[[ Source data, beginning ]]
//! Plain-text rendering of command output for interactive use.

use super::types::{
    AllocationOutput, CategoryOutput, ExpenseOutput, HoldingsOutput, SummaryOutput,
    TransactionOutput,
};

pub fn holdings_text(output: &HoldingsOutput) -> String {
    if output.holdings.is_empty() {
        return format!("No holdings ({})\n", output.filter);
    }

    let mut out = format!(
        "{:<12} {:<28} {:<14} {:>14} {:>14} {:>14} {:>9} {:>8}\n",
        "KEY", "NAME", "CLASS", "VALUE", "INVESTED", "GAIN/LOSS", "RETURN", "ALLOC"
    );
    let mut any_fallback = false;
    for h in &output.holdings {
        let marker = if h.price_status == "fallback" {
            any_fallback = true;
            " *"
        } else {
            ""
        };
        out.push_str(&format!(
            "{:<12} {:<28} {:<14} {:>14} {:>14} {:>14} {:>9} {:>8}{marker}\n",
            h.key,
            h.name,
            h.asset_class,
            h.current_value,
            h.invested_value,
            h.gain_loss,
            h.gain_loss_percent,
            h.allocation_percent,
        ));
    }
    if any_fallback {
        out.push_str("\n* no live price; valued at cost basis\n");
    }
    out
}

pub fn summary_text(output: &SummaryOutput) -> String {
    let mut out = format!(
        "Total value:    {}\nTotal invested: {}\nReturn:         {} ({})\nHoldings:       {}\n",
        output.total_value,
        output.total_invested,
        output.return_amount,
        output.return_percent,
        output.holding_count,
    );
    if output.fallback_count > 0 {
        out.push_str(&format!(
            "Fallback:       {} valued at cost basis\n",
            output.fallback_count
        ));
    }
    out.push_str(&format!("As of:          {}\n", output.as_of));
    out
}

pub fn allocation_text(rows: &[AllocationOutput]) -> String {
    rows.iter()
        .map(|row| {
            format!(
                "{:<16} {:>14} {:>9} {:>8}  ({} holdings)\n",
                row.asset_class,
                row.total_value,
                row.gain_loss_percent,
                row.allocation_percent,
                row.count
            )
        })
        .collect()
}

pub fn transactions_text(rows: &[TransactionOutput]) -> String {
    rows.iter()
        .map(|row| {
            format!(
                "{:<10} {:<8} {:>14}  {}\n",
                row.date.as_deref().unwrap_or("-"),
                row.kind,
                row.amount,
                row.description
            )
        })
        .collect()
}

pub fn expenses_text(rows: &[ExpenseOutput]) -> String {
    rows.iter()
        .map(|row| {
            format!(
                "{:<10} {:>14}  {:<16} {}  [{}]\n",
                row.date.as_deref().unwrap_or("-"),
                row.amount,
                row.category.as_deref().unwrap_or("-"),
                row.description,
                row.id
            )
        })
        .collect()
}

pub fn categories_text(rows: &[CategoryOutput]) -> String {
    rows.iter()
        .map(|row| match row.parent_id {
            Some(parent) => format!("{:>5}  {} (parent {parent})\n", row.id, row.name),
            None => format!("{:>5}  {}\n", row.id, row.name),
        })
        .collect()
}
[[ Source data, end ]]
- _Task details_:
Please work out how many lines of the records contain "cost" and give only that number.

- _Solution to this problem_:
2